In the North of Germany food reflects the region's proximity to the sea. Hamburg, in particular, is known for its seafood inspired cuisine. Lying where the Elbe and Alster Rivers meet, Hamburg is Germany's second largest city state. Although the city is 120km inland it is home to Germany's largest port which is also Europe's second largest harbour. Germans refer to the port as their country's 'gateway to the world'.
The city dates back to 830 when people settled along the banks of the Alster River. The port was founded in 1189 and is steeped in maritime history. In Hamburg's infancy, the busy port was frequently targetted by pirates. These days a more romantic notion of the city's piratey heritage persists to the extent that a large statue of Klaus Stoertebeker, Hamburg's most famous pirate stands proudly in a park.

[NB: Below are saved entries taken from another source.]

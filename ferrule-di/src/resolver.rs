//! Capability matching over registered services. The [ServiceResolver] trait is the untyped seam
//! implemented by the [Injector](crate::injector::Injector); [TypedServiceResolver] adds the
//! strongly-typed access most code uses.

use crate::capability::{Capability, CapabilityId};
use crate::error::ResolutionError;
use itertools::Itertools;
#[cfg(test)]
use mockall::automock;
use std::any::{type_name, Any};
#[cfg(not(feature = "threadsafe"))]
use std::rc::Rc;
#[cfg(feature = "threadsafe")]
use std::sync::Arc;

#[cfg(not(feature = "threadsafe"))]
pub type ServicePtr<T> = Rc<T>;
#[cfg(feature = "threadsafe")]
pub type ServicePtr<T> = Arc<T>;

#[cfg(not(feature = "threadsafe"))]
pub type ServiceAnyPtr = ServicePtr<dyn Any + 'static>;
#[cfg(feature = "threadsafe")]
pub type ServiceAnyPtr = ServicePtr<dyn Any + Send + Sync + 'static>;

/// Casts a type-erased service into a `Box<ServicePtr<Capability>>`, which is then returned as
/// `Box<dyn Any>`. The original instance is handed back when the cast is not possible.
pub type CastFunction = fn(instance: ServiceAnyPtr) -> Result<Box<dyn Any>, ServiceAnyPtr>;

/// A service found by a resolver, already cast to the requested capability.
#[derive(Debug)]
pub struct ResolvedService {
    /// Fully-qualified type name of the concrete service.
    pub type_name: &'static str,
    /// Boxed `ServicePtr<Capability>`.
    pub instance: Box<dyn Any>,
}

/// Generic resolver of registered services. All lookups scan the registry in the same order and
/// return the first match.
#[cfg_attr(test, automock)]
pub trait ServiceResolver {
    /// Returns the first service satisfying given capability.
    fn resolve(&self, capability: &CapabilityId) -> Result<ResolvedService, ResolutionError>;

    /// Returns the first service whose type name ends with `name` and which satisfies given
    /// capability.
    fn resolve_named(
        &self,
        name: &str,
        capability: &CapabilityId,
    ) -> Result<ResolvedService, ResolutionError>;

    /// Returns all services satisfying given capability, in resolution order.
    fn resolve_all(&self, capability: &CapabilityId) -> Vec<ResolvedService>;

    /// Returns the first service whose type name ends with `name`, without casting it.
    fn instance_by_name(&self, name: &str) -> Result<ServiceAnyPtr, ResolutionError>;
}

/// Helper trait for [ServiceResolver] providing strongly-typed access.
pub trait TypedServiceResolver {
    /// Returns the first registered service satisfying `C`. With front insertion, this is the most
    /// recently registered one.
    fn get<C: Capability + ?Sized>(&self) -> Result<ServicePtr<C>, ResolutionError>;

    /// Like [TypedServiceResolver::get], but returns `None` when nothing satisfies `C`.
    fn get_option<C: Capability + ?Sized>(
        &self,
    ) -> Result<Option<ServicePtr<C>>, ResolutionError>;

    /// Returns the first service satisfying `C` whose type name ends with `name`.
    fn get_named<C: Capability + ?Sized>(
        &self,
        name: &str,
    ) -> Result<ServicePtr<C>, ResolutionError>;

    /// Returns all services satisfying `C`.
    fn get_all<C: Capability + ?Sized>(&self) -> Result<Vec<ServicePtr<C>>, ResolutionError>;

    /// Returns the first service whose fully-qualified type name ends with `name`.
    fn get_by_name(&self, name: &str) -> Result<ServiceAnyPtr, ResolutionError>;
}

pub(crate) fn downcast_resolved<C: ?Sized + 'static>(
    resolved: ResolvedService,
) -> Result<ServicePtr<C>, ResolutionError> {
    let service = resolved.type_name;
    resolved
        .instance
        .downcast::<ServicePtr<C>>()
        .map(|instance| *instance)
        .map_err(|_| ResolutionError::IncompatibleService {
            service: service.to_string(),
            capability: type_name::<C>().to_string(),
        })
}

impl<R: ServiceResolver + ?Sized> TypedServiceResolver for R {
    fn get<C: Capability + ?Sized>(&self) -> Result<ServicePtr<C>, ResolutionError> {
        self.resolve(&CapabilityId::of::<C>())
            .and_then(downcast_resolved)
    }

    fn get_option<C: Capability + ?Sized>(
        &self,
    ) -> Result<Option<ServicePtr<C>>, ResolutionError> {
        match self.get::<C>() {
            Ok(instance) => Ok(Some(instance)),
            Err(ResolutionError::MissingCapability(_)) => Ok(None),
            Err(error) => Err(error),
        }
    }

    fn get_named<C: Capability + ?Sized>(
        &self,
        name: &str,
    ) -> Result<ServicePtr<C>, ResolutionError> {
        self.resolve_named(name, &CapabilityId::of::<C>())
            .and_then(downcast_resolved)
    }

    fn get_all<C: Capability + ?Sized>(&self) -> Result<Vec<ServicePtr<C>>, ResolutionError> {
        self.resolve_all(&CapabilityId::of::<C>())
            .into_iter()
            .map(downcast_resolved)
            .try_collect()
    }

    #[inline]
    fn get_by_name(&self, name: &str) -> Result<ServiceAnyPtr, ResolutionError> {
        self.instance_by_name(name)
    }
}

#[cfg(test)]
mod tests {
    use crate::capability::{Capability, CapabilityId};
    use crate::error::ResolutionError;
    use crate::resolver::{
        MockServiceResolver, ResolvedService, ServicePtr, TypedServiceResolver,
    };
    use mockall::predicate::*;
    use std::any::Any;

    struct TestService(i8);

    impl Capability for TestService {}

    fn resolved(value: i8) -> ResolvedService {
        ResolvedService {
            type_name: "tests::TestService",
            instance: Box::new(ServicePtr::new(TestService(value))) as Box<dyn Any>,
        }
    }

    #[test]
    fn should_downcast_resolved_service() {
        let mut resolver = MockServiceResolver::new();
        resolver
            .expect_resolve()
            .with(eq(CapabilityId::of::<TestService>()))
            .times(1)
            .returning(|_| Ok(resolved(3)));

        assert_eq!(resolver.get::<TestService>().unwrap().0, 3);
    }

    #[test]
    fn should_report_incompatible_service() {
        let mut resolver = MockServiceResolver::new();
        resolver.expect_resolve().times(1).returning(|_| {
            Ok(ResolvedService {
                type_name: "tests::Other",
                instance: Box::new(0u8),
            })
        });

        assert!(matches!(
            resolver.get::<TestService>().err().unwrap(),
            ResolutionError::IncompatibleService { .. }
        ));
    }

    #[test]
    fn should_map_missing_capability_to_none() {
        let mut resolver = MockServiceResolver::new();
        resolver.expect_resolve().times(1).returning(|capability| {
            Err(ResolutionError::MissingCapability(
                capability.type_name.to_string(),
            ))
        });

        assert!(resolver.get_option::<TestService>().unwrap().is_none());
    }

    #[test]
    fn should_return_all_services() {
        let mut resolver = MockServiceResolver::new();
        resolver
            .expect_resolve_all()
            .times(1)
            .returning(|_| vec![resolved(1), resolved(2)]);

        let services = resolver.get_all::<TestService>().unwrap();
        assert_eq!(
            services.iter().map(|service| service.0).collect::<Vec<_>>(),
            vec![1, 2]
        );
    }

    #[test]
    fn should_forward_named_lookup() {
        let mut resolver = MockServiceResolver::new();
        resolver
            .expect_resolve_named()
            .with(eq("TestService"), eq(CapabilityId::of::<TestService>()))
            .times(1)
            .returning(|_, _| Ok(resolved(5)));

        assert_eq!(
            resolver.get_named::<TestService>("TestService").unwrap().0,
            5
        );
    }
}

An annual celebration of the ports birthday still occurs during the first week of May.Hafengeburstag plays host to old galleons, cruise ships and tugboats all of which open their doors to tourists. Firework displays wow the crowds made up of visitors from around the world.
With such a long maritime history it is little wonder that the cuisine of Hamburg reflects its seafaring past. Herring, plaice and cod dishes are served up in some of the cozy pubs and restaurants frequented by the sailors of yore. Labskaus, known also as 'Sailors’ Stew ' is a delicacy made up of herring and salted meat which some might say is an acquired taste.
One of the areas most delicious desserts is Rote Grutze mit Vanillesoße. Made from berries and served with vanilla sauce, the dish is a much less fishy fare. Like all good pirates, a serving of this pudding must be accompanied by a tot of "Pharisäer" – coffee with plenty of rum.
How to make Rote Grütze mit Vanillesoße: Red Berry Pudding with Vanilla Sauce
What you'll need;
The berry pudding
2 pounds of ripe red berries such as raspberries, strawberries, and red currants.
1⁄2 cup cornflour
The Vanilla Sauce:
3 egg yolks
3 tablespoons sugar
1 tablespoon cornflour
1 1/2 cups milk
1 vanilla bean, or 1 tablespoon pure vanilla bean paste
1. Put the fruit into a large pan and add 2 or 3 tablespoons of water. Bring to a boil and cook until they pop or release their juice. Delicate fruit like strawberries and raspberries should be added last.
2. Add sugar to taste.
3. Dissolve the cornflour in a little water and then stir into the fruit. Continue to heat. When it turns clear, remove from the heat.
4. Spoon the mixture into serving glasses or bowls and chill for several hours until set.
5. For the sauce: whisk the egg yolks in a pan with the sugar and cornflour.
6. Add the milk and vanilla.
7. Cook over a very low heat until it thickens. Be careful to whisk constantly to prevent lumps.
8. Remove from the heat and once cooled, chill.
Serve the sauce over the fruit mixture and be sure to wash it down with a swig of rum infused coffee.